Imaging Myosin-X at the Single-Molecule Level Reveals a Novel Form of Motility in Filopodia

• Published in: Current biology Vol. 19; no. 11; p. 967
• Main Authors: Kerber, Michael L., Jacobs, Damon T., Campagnola, Luke, Dunn, Brian D., Yin, Taofei, Sousa, Aurea D., Quintero, Omar A., Cheney, Richard E.
• Format: Journal Article
• Language: English
• Published: 23.04.2009
• ISSN: 0960-9822; 1879-0445
• DOI: 10.1016/j.cub.2009.03.067

Although many proteins, receptors, and viruses are transported rearward along filopodia by retrograde actin flow[ 1 - 3 ], it is less clear how molecules move forward in filopodia. Myosin-X (Myo10) is an actin-based motor hypothesized to use its motor activity to move forward along actin filaments to the tips of filopodia[ 4 ]. Here we use a sensitive total internal reflection fluorescence (TIRF) microscopy system to directly visualize the movements of GFP-Myo10. This reveals a novel form of motility at or near the single-molecule level in living cells wherein extremely faint particles of Myo10 move in a rapid and directed fashion towards the filopodial tip.
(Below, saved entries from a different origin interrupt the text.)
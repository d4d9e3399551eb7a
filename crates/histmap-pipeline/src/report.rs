//! Stage outcome

use std::fmt;

/// Outcome of one stage run
///
/// Units of work (years, buildings) fail independently; a failed unit
/// is named in `failures` and the stage carries on with the next one.
#[derive(Debug, Clone, Default, PartialEq, Eq)]
pub struct StageReport {
    /// Units processed successfully
    pub processed: usize,
    /// `(unit, reason)` for every skipped unit
    pub failures: Vec<(String, String)>,
}

impl StageReport {
    /// Record a success.
    pub fn success(&mut self) {
        self.processed += 1;
    }

    /// Record and log a failed unit.
    pub fn failure(&mut self, unit: impl Into<String>, reason: impl fmt::Display) {
        let unit = unit.into();
        let reason = reason.to_string();
        tracing::warn!(%unit, %reason, "unit of work skipped");
        self.failures.push((unit, reason));
    }

    pub fn is_clean(&self) -> bool {
        self.failures.is_empty()
    }
}

impl fmt::Display for StageReport {
    fn fmt(&self, f: &mut fmt::Formatter<'_>) -> fmt::Result {
        write!(f, "{} processed, {} failed", self.processed, self.failures.len())
    }
}

#[cfg(test)]
mod tests {
    use super::*;

    #[test]
    fn test_tally() {
        let mut report = StageReport::default();
        report.success();
        report.failure("year 1900", "no raw raster");
        assert_eq!(report.processed, 1);
        assert!(!report.is_clean());
        assert_eq!(report.to_string(), "1 processed, 1 failed");
    }
}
These fast forward movements occur at ∼600 nm/s over distances of up to ∼10 μm and require Myo10 motor activity and actin filaments. As expected for imaging at the single-molecule level, the faint particles of GFP-Myo10 are diffraction-limited, have an intensity range similar to single GFP molecules, and exhibit stepwise bleaching. Faint particles of GFP-Myo5a can also move towards the filopodial tip, but at a slower characteristic velocity of ∼250 nm/s. Similar movements were not detected with GFP-Myo1a, indicating that not all myosins are capable of intrafilopodial motility. These data indicate the existence of a novel system of long-range transport based on the rapid movement of myosin molecules along filopodial actin filaments.